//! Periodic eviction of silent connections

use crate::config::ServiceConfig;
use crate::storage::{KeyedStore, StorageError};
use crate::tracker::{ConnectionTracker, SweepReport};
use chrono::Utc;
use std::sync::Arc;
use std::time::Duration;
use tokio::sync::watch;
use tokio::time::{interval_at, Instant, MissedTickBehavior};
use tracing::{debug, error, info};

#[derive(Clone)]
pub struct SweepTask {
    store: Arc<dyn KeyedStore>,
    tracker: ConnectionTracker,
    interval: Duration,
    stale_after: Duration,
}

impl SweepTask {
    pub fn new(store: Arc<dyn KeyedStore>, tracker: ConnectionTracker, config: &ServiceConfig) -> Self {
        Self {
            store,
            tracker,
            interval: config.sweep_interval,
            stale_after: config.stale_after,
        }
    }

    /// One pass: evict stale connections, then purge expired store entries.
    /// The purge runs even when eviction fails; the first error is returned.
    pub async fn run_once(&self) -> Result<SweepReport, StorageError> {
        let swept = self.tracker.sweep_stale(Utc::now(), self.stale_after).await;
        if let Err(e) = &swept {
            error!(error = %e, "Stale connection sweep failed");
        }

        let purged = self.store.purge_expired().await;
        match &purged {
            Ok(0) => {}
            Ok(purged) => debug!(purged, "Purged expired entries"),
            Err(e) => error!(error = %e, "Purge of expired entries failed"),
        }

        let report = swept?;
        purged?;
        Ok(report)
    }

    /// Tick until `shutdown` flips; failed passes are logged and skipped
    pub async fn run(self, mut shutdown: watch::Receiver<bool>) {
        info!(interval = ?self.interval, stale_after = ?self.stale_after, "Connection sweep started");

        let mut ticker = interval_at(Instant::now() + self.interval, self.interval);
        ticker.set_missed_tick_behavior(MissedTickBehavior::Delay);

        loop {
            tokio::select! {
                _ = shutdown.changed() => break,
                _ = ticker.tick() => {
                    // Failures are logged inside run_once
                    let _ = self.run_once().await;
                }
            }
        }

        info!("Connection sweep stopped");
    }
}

☆ ☆ ☆ ☆ ☆

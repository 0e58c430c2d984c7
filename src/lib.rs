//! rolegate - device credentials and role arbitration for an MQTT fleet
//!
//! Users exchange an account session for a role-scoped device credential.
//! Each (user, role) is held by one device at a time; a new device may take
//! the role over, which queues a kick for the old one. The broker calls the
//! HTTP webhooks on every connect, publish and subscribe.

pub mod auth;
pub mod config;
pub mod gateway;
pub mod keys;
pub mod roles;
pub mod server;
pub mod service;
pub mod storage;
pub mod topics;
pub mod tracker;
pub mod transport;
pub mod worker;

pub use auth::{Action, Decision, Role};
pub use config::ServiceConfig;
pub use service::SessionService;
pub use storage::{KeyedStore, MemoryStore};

☆ ☆ ☆ ☆ ☆

### Your objective:
Of the entries listed above, reproduce only the lines starting at the line containing "of silent connections" and ending at the line containing "pub struct SweepTask". Include both, exactly as they stand.

### Response to this task:
//! Periodic eviction of silent connections

use crate::config::ServiceConfig;
use crate::storage::{KeyedStore, StorageError};
use crate::tracker::{ConnectionTracker, SweepReport};
use chrono::Utc;
use std::sync::Arc;
use std::time::Duration;
use tokio::sync::watch;
use tokio::time::{interval_at, Instant, MissedTickBehavior};
use tracing::{debug, error, info};

#[derive(Clone)]
pub struct SweepTask {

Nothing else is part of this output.